What is the best GP...
 
Notifications
Clear all

What is the best GPU for running DeepSeek-V3 locally?

4 Posts
5 Users
0 Reactions
225 Views
0
Topic starter

I really need to get a rig sorted for DeepSeek-V3 like yesterday because my current setup is just choking on everything and my boss is breathing down my neck to get our local dev environment running. I spent all night reading different benchmarks and I am honestly more confused than when I started. Some people are saying you absolutely need a cluster of H100s which is insane but then I saw a post claiming a quantized 4-bit version can fit on 150GB of VRAM? I cant tell if that means I should try to chain together a bunch of used 3090s or if I should just bite the bullet on a Mac Studio with the 192gb unified memory.

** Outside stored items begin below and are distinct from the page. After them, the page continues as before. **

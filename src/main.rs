//! Shot Clock - A frame and shot clock controller for timed snooker frames
//!
//! This is the main entry point for the shot-clock application.

use std::sync::Arc;
use anyhow::Context;
use tokio::{net::TcpListener, sync::oneshot};
use tracing::{info, warn};

use shot_clock::{
    api::create_router,
    config::Config,
    observers::{AudioCues, CueSink, IndicatorPanel, LogCueSink, LogIndicatorDriver},
    services::CommandCueSink,
    state::{AppState, TimerEngine},
    tasks::{engine_loop_task, keyboard_input_task, EngineRunner},
    utils::shutdown_signal,
};

#[tokio::main]
async fn main() -> anyhow::Result<()> {
    let config = Config::parse();

    // Initialize tracing with appropriate log level
    tracing_subscriber::fmt()
        .with_env_filter(format!("shot_clock={},tower_http=info", config.log_level()))
        .init();

    info!("Starting shot-clock server v{}", env!("CARGO_PKG_VERSION"));
    info!(
        "Configuration: host={}, port={}, frame={}s, first half until {}s left, shot={}s/{}s",
        config.host,
        config.port,
        config.frame_duration,
        config.first_half_duration,
        config.shot_first_half,
        config.shot_second_half
    );

    let timer_config = config.timer_config();
    for warning in timer_config.warnings() {
        warn!("Timer configuration: {}", warning);
    }

    let cue_sink: Box<dyn CueSink> = match config.cue_command.as_deref() {
        Some(command_line) => {
            let sink = CommandCueSink::from_command_line(command_line)
                .map_err(anyhow::Error::msg)
                .context("Invalid --cue-command")?;
            info!("Audio cues played with {}", sink.program());
            Box::new(sink)
        }
        None => Box::new(LogCueSink),
    };

    // Engine loop owns the engine; everyone else talks to it through the queue
    let engine = TimerEngine::new(timer_config);
    let (state, channels) = AppState::new(config.port, config.host.clone(), engine.snapshot());
    let state = Arc::new(state);

    let runner = EngineRunner::new(engine)
        .with_observer(AudioCues::new(&timer_config, cue_sink).with_enabled(!config.mute))
        .with_observer(IndicatorPanel::new(config.indicators, LogIndicatorDriver));

    let (stop_tx, stop_rx) = oneshot::channel();
    let engine_handle = tokio::spawn(engine_loop_task(runner, channels, config.tick_period(), stop_rx));

    let keyboard_state = Arc::clone(&state);
    let keyboard_enabled = config.keyboard;
    let quit_requested = async move {
        if keyboard_enabled && keyboard_input_task(keyboard_state).await {
            return;
        }
        futures::future::pending::<()>().await
    };

    // Create HTTP router with all endpoints
    let app = create_router(Arc::clone(&state));

    // Bind to the specified address
    let addr = config.address();
    let listener = TcpListener::bind(&addr)
        .await
        .with_context(|| format!("Failed to bind {}", addr))?;

    info!("Server running on http://{}", addr);
    info!("Endpoints:");
    info!("  POST /frame/start - Start a new frame");
    info!("  POST /frame/reset - Reset the frame");
    info!("  POST /frame/pause - Pause or resume the frame");
    info!("  POST /shot/reset  - Reset the shot clock");
    info!("  PUT  /rolling     - Set balls rolling {{\"active\": bool}}");
    info!("  GET  /status      - Current timer state");
    info!("  GET  /health      - Health check");

    // Setup graceful shutdown
    let server = axum::serve(listener, app);

    tokio::select! {
        result = server => {
            if let Err(e) = result {
                tracing::error!("Server error: {}", e);
            }
        }
        _ = shutdown_signal() => {
            info!("Shutdown signal received");
        }
        _ = quit_requested => {
            info!("Quit requested");
        }
    }

    // Let the engine loop switch its outputs off before exiting
    let _ = stop_tx.send(());
    if let Err(e) = engine_handle.await {
        warn!("Engine loop ended abnormally: {}", e);
    }

    info!("Server shutdown complete");
    Ok(())
}
//! External program playback for audio cues

use std::process::Stdio;
use tokio::process::Command;
use tracing::{debug, warn};

use crate::observers::{Cue, CueSink};

/// Plays cues by running an external program (a speech synthesizer or sound
/// player) with the cue phrase as its last argument.
#[derive(Debug, Clone)]
pub struct CommandCueSink {
    program: String,
    args: Vec<String>,
}

impl CommandCueSink {
    /// Build a sink from a shell-style command line, e.g. `espeak -v en-gb+f3`
    pub fn from_command_line(command_line: &str) -> Result<Self, String> {
        let mut parts = shlex::split(command_line)
            .ok_or_else(|| format!("Invalid cue command quoting: {}", command_line))?
            .into_iter();

        let program = parts
            .next()
            .ok_or_else(|| "Cue command is empty".to_string())?;

        Ok(Self {
            program,
            args: parts.collect(),
        })
    }

    pub fn program(&self) -> &str {
        &self.program
    }

    pub fn args(&self) -> &[String] {
        &self.args
    }

    /// Start the player without waiting for it to finish
    pub fn spawn(&self, phrase: &str) -> Result<(), String> {
        let mut child = Command::new(&self.program)
            .args(&self.args)
            .arg(phrase)
            .stdin(Stdio::null())
            .stdout(Stdio::null())
            .stderr(Stdio::null())
            .spawn()
            .map_err(|e| format!("Failed to execute {}: {}", self.program, e))?;

        let program = self.program.clone();
        tokio::spawn(async move {
            match child.wait().await {
                Ok(status) if status.success() => {
                    debug!("{} finished", program);
                }
                Ok(status) => {
                    warn!("{} exited with {}", program, status);
                }
                Err(e) => {
                    warn!("Failed to wait for {}: {}", program, e);
                }
            }
        });

        Ok(())
    }
}

impl CueSink for CommandCueSink {
    fn play(&mut self, cue: Cue) {
        let phrase = cue.phrase();
        debug!("Playing cue via {}: {}", self.program, phrase);

        if let Err(e) = self.spawn(&phrase) {
            warn!("Cue playback failed: {}", e);
        }
    }
}
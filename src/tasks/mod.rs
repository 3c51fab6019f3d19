//! Background tasks module
//!
//! This module contains the tasks that run alongside the HTTP server: the
//! engine loop and the keyboard input dispatcher.

pub mod engine_loop;
pub mod keyboard_input;

// Re-export main functions
pub use engine_loop::{engine_loop_task, EngineRunner};
pub use keyboard_input::keyboard_input_task;
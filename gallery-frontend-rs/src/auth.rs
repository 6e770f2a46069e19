//! Sign-in, sign-up and sign-out against an external identity provider.
//!
//! The provider owns credentials and tokens. These flows only validate input, call it, and
//! publish whatever user it reports into the [`SessionContext`].
use wasm_bindgen::prelude::*;

use crate::error::GalleryError;
use crate::models::User;
use crate::session::SessionContext;
use crate::validators::{PASSWORD_RULES, validate_password};

#[derive(serde::Serialize, serde::Deserialize, tsify::Tsify, Debug, Clone, PartialEq, Eq, Default)]
#[tsify(into_wasm_abi, from_wasm_abi)]
#[serde(rename_all = "camelCase")]
pub struct Registration {
    pub name: String,
    pub email: String,
    #[serde(default)]
    pub photo_url: Option<String>,
    pub password: String,
}

#[allow(async_fn_in_trait)]
pub trait IdentityProvider {
    async fn sign_in_with_password(
        &self,
        email: &str,
        password: &str,
    ) -> Result<User, GalleryError>;

    async fn sign_up(&self, email: &str, password: &str) -> Result<User, GalleryError>;

    /// OAuth popup sign-in.
    async fn sign_in_with_popup(&self) -> Result<User, GalleryError>;

    async fn update_profile(
        &self,
        display_name: &str,
        photo_url: Option<&str>,
    ) -> Result<(), GalleryError>;

    async fn sign_out(&self) -> Result<(), GalleryError>;
}

pub async fn register<P: IdentityProvider>(
    provider: &P,
    session: &SessionContext,
    registration: &Registration,
) -> Result<User, GalleryError> {
    if !validate_password(&registration.password).ok {
        return Err(GalleryError::Invalid(PASSWORD_RULES.to_string()));
    }
    let email = registration.email.trim();
    if email.is_empty() {
        return Err(GalleryError::Invalid("Email is required".to_string()));
    }

    let mut user = provider.sign_up(email, &registration.password).await?;

    let name = registration.name.trim();
    let photo_url = registration
        .photo_url
        .as_deref()
        .map(str::trim)
        .filter(|url| !url.is_empty());
    provider.update_profile(name, photo_url).await?;

    user.display_name = Some(name.to_string()).filter(|n| !n.is_empty());
    user.photo_url = photo_url.map(str::to_string);

    log::info!("Registered {}", user.email);
    session.set_user(Some(user.clone()));
    Ok(user)
}

pub async fn login<P: IdentityProvider>(
    provider: &P,
    session: &SessionContext,
    email: &str,
    password: &str,
) -> Result<User, GalleryError> {
    let user = provider.sign_in_with_password(email.trim(), password).await?;
    session.set_user(Some(user.clone()));
    Ok(user)
}

pub async fn login_with_popup<P: IdentityProvider>(
    provider: &P,
    session: &SessionContext,
) -> Result<User, GalleryError> {
    let user = provider.sign_in_with_popup().await?;
    session.set_user(Some(user.clone()));
    Ok(user)
}

pub async fn logout<P: IdentityProvider>(
    provider: &P,
    session: &SessionContext,
) -> Result<(), GalleryError> {
    provider.sign_out().await?;
    session.set_user(None);
    Ok(())
}

/// An [`IdentityProvider`] made of promise-returning JS functions, so the provider SDK can stay
/// on the JS side.
#[wasm_bindgen]
pub struct JsIdentityProvider {
    sign_in_with_password: js_sys::Function,
    sign_up: js_sys::Function,
    sign_in_with_popup: js_sys::Function,
    update_profile: js_sys::Function,
    sign_out: js_sys::Function,
}

#[cfg_attr(target_arch = "wasm32", wasm_bindgen)]
impl JsIdentityProvider {
    #[cfg_attr(target_arch = "wasm32", wasm_bindgen(constructor))]
    pub fn new(
        sign_in_with_password: js_sys::Function,
        sign_up: js_sys::Function,
        sign_in_with_popup: js_sys::Function,
        update_profile: js_sys::Function,
        sign_out: js_sys::Function,
    ) -> Self {
        Self {
            sign_in_with_password,
            sign_up,
            sign_in_with_popup,
            update_profile,
            sign_out,
        }
    }
}

impl JsIdentityProvider {
    /// Await whatever the JS function returned, promise or not.
    async fn settle(result: Result<JsValue, JsValue>) -> Result<JsValue, GalleryError> {
        let identity_error = |e: JsValue| GalleryError::Identity(crate::utils::js_error(e));
        let value = result.map_err(identity_error)?;
        let promise = js_sys::Promise::resolve(&value);
        wasm_bindgen_futures::JsFuture::from(promise)
            .await
            .map_err(identity_error)
    }

    fn user_from(value: JsValue) -> Result<User, GalleryError> {
        serde_wasm_bindgen::from_value(value)
            .map_err(|e| GalleryError::Identity(format!("unexpected user object: {e}")))
    }
}

impl IdentityProvider for JsIdentityProvider {
    async fn sign_in_with_password(
        &self,
        email: &str,
        password: &str,
    ) -> Result<User, GalleryError> {
        let result = self.sign_in_with_password.call2(
            &JsValue::NULL,
            &JsValue::from_str(email),
            &JsValue::from_str(password),
        );
        Self::user_from(Self::settle(result).await?)
    }

    async fn sign_up(&self, email: &str, password: &str) -> Result<User, GalleryError> {
        let result = self.sign_up.call2(
            &JsValue::NULL,
            &JsValue::from_str(email),
            &JsValue::from_str(password),
        );
        Self::user_from(Self::settle(result).await?)
    }

    async fn sign_in_with_popup(&self) -> Result<User, GalleryError> {
        let result = self.sign_in_with_popup.call0(&JsValue::NULL);
        Self::user_from(Self::settle(result).await?)
    }

    async fn update_profile(
        &self,
        display_name: &str,
        photo_url: Option<&str>,
    ) -> Result<(), GalleryError> {
        let photo_url = photo_url.map_or(JsValue::NULL, JsValue::from_str);
        let result =
            self.update_profile
                .call2(&JsValue::NULL, &JsValue::from_str(display_name), &photo_url);
        Self::settle(result).await.map(|_| ())
    }

    async fn sign_out(&self) -> Result<(), GalleryError> {
        let result = self.sign_out.call0(&JsValue::NULL);
        Self::settle(result).await.map(|_| ())
    }
}

#[cfg(test)]
mod tests {
    use super::*;
    use std::cell::RefCell;

    #[derive(Default)]
    struct FakeProvider {
        calls: RefCell<Vec<String>>,
        reject_sign_up: bool,
    }

    impl IdentityProvider for FakeProvider {
        async fn sign_in_with_password(
            &self,
            email: &str,
            _password: &str,
        ) -> Result<User, GalleryError> {
            self.calls.borrow_mut().push(format!("sign_in {email}"));
            Ok(User {
                email: email.to_string(),
                ..Default::default()
            })
        }

        async fn sign_up(&self, email: &str, _password: &str) -> Result<User, GalleryError> {
            self.calls.borrow_mut().push(format!("sign_up {email}"));
            if self.reject_sign_up {
                return Err(GalleryError::Identity("email-already-in-use".into()));
            }
            Ok(User {
                email: email.to_string(),
                ..Default::default()
            })
        }

        async fn sign_in_with_popup(&self) -> Result<User, GalleryError> {
            self.calls.borrow_mut().push("popup".into());
            Ok(User {
                email: "pop@example.com".into(),
                ..Default::default()
            })
        }

        async fn update_profile(
            &self,
            display_name: &str,
            _photo_url: Option<&str>,
        ) -> Result<(), GalleryError> {
            self.calls
                .borrow_mut()
                .push(format!("update_profile {display_name}"));
            Ok(())
        }

        async fn sign_out(&self) -> Result<(), GalleryError> {
            self.calls.borrow_mut().push("sign_out".into());
            Ok(())
        }
    }

    fn registration(password: &str) -> Registration {
        Registration {
            name: "Ana".into(),
            email: "ana@example.com".into(),
            photo_url: Some(" ".into()),
            password: password.into(),
        }
    }

    #[test]
    fn test_weak_password_never_reaches_provider() {
        let provider = FakeProvider::default();
        let session = SessionContext::new();

        let err = futures::executor::block_on(register(&provider, &session, &registration("abc")))
            .unwrap_err();

        assert!(matches!(err, GalleryError::Invalid(message) if message == PASSWORD_RULES));
        assert!(provider.calls.borrow().is_empty());
        assert!(session.is_loading());
    }

    #[test]
    fn test_register_signs_up_then_updates_profile() {
        let provider = FakeProvider::default();
        let session = SessionContext::new();

        let user =
            futures::executor::block_on(register(&provider, &session, &registration("Secret1")))
                .unwrap();

        assert_eq!(
            *provider.calls.borrow(),
            ["sign_up ana@example.com", "update_profile Ana"]
        );
        assert_eq!(user.display_name.as_deref(), Some("Ana"));
        assert_eq!(user.photo_url, None);
        assert_eq!(session.user(), Some(user));
    }

    #[test]
    fn test_failed_sign_up_leaves_session_alone() {
        let provider = FakeProvider {
            reject_sign_up: true,
            ..Default::default()
        };
        let session = SessionContext::with_user(None);

        let result =
            futures::executor::block_on(register(&provider, &session, &registration("Secret1")));

        assert!(matches!(result, Err(GalleryError::Identity(_))));
        assert_eq!(*provider.calls.borrow(), ["sign_up ana@example.com"]);
        assert_eq!(session.user(), None);
    }

    #[test]
    fn test_login_and_logout_publish_to_session() {
        let provider = FakeProvider::default();
        let session = SessionContext::new();

        futures::executor::block_on(login(&provider, &session, " bo@example.com ", "pw")).unwrap();
        assert_eq!(session.user().map(|u| u.email).as_deref(), Some("bo@example.com"));

        futures::executor::block_on(logout(&provider, &session)).unwrap();
        assert_eq!(session.user(), None);

        futures::executor::block_on(login_with_popup(&provider, &session)).unwrap();
        assert_eq!(session.user().map(|u| u.email).as_deref(), Some("pop@example.com"));
    }
}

Here is what I am dealing with:

  • Budget is around $6500 tops
  • Need it built and running by next weekend
  • Located in Virginia so I can hit up a Micro Center if I have to
  • Main goal is a private coding assistant for a fintech prototype so data cannot leave the machine

The thing that trips me up is the inference speed. If I go the multi-GPU route with consumer cards will the split across the PCIe lanes make it too slow to actually use for real-time coding? Ive seen people talk about P40s too but that feels like old tech. Is there a specific configuration that actually works for V3 without spending fifty thousand dollars or am I just chasing a pipe dream here...


4 Answers
11

Honestly, I would suggest being very careful with the multi-GPU route for a project this sensitive. Building a rig with seven NVIDIA GeForce RTX 3090 24GB cards is a reliability nightmare regarding power draw and cooling. For a fintech prototype where uptime is key, you might want to consider the Apple Mac Studio M2 Ultra 192GB RAM. It sits right at your $6500 limit and provides a stable, unified memory pool that avoids the latency issues you get when splitting models across PCIe lanes. Since you need it running by next weekend, the Mac is basically a plug-and-play solution that wont leave you troubleshooting hardware at 3 AM. Just make sure to verify your local stack supports MLX or llama.cpp for the Mac, as debugging driver conflicts on a DIY Linux rig will definitely eat up your entire week...


10

Like someone mentioned, the power and heat from a massive stack of consumer cards is a total nightmare. I had issues with that kind of setup before and it was honestly such a letdown when it kept thermal throttling during long coding sessions. Unfortunately, those old NVIDIA Tesla P40 24GB cards are not as good as expected anymore because they just lack the speed for something as massive as V3. Since youre on a deadline and need reliability for fintech, maybe look for a couple used NVIDIA RTX A6000 48GB GDDR6 units. They have double the vram of a 3090 so you need fewer cards to hit your target. Youll still want a workstation board like the ASUS Pro WS WRX80E-SAGE SE WIFI II to keep the bandwidth high. Its a bit of a hunt to stay under budget but used enterprise gear is way more stable than a pile of gaming cards. I can help you figure out the cooling if you go this route!


3

Building on the earlier suggestion, I've been very satisfied with a multi-GPU workstation setup for heavy models. It works well provided you have the right board. Quick clarification though: what specific quantization format are you planning to run? That changes the VRAM math and speed quite a bit. Here is a solid route for your budget:

  • 6x NVIDIA GeForce RTX 3090 24GB GDDR6X (sourced used)
  • ASUS Pro WS WRX80E-SAGE SE WIFI II
  • Super Flower Leadex Platinum 2000W


1

Just wanted to say thanks for everyone chiming in. Super helpful discussion.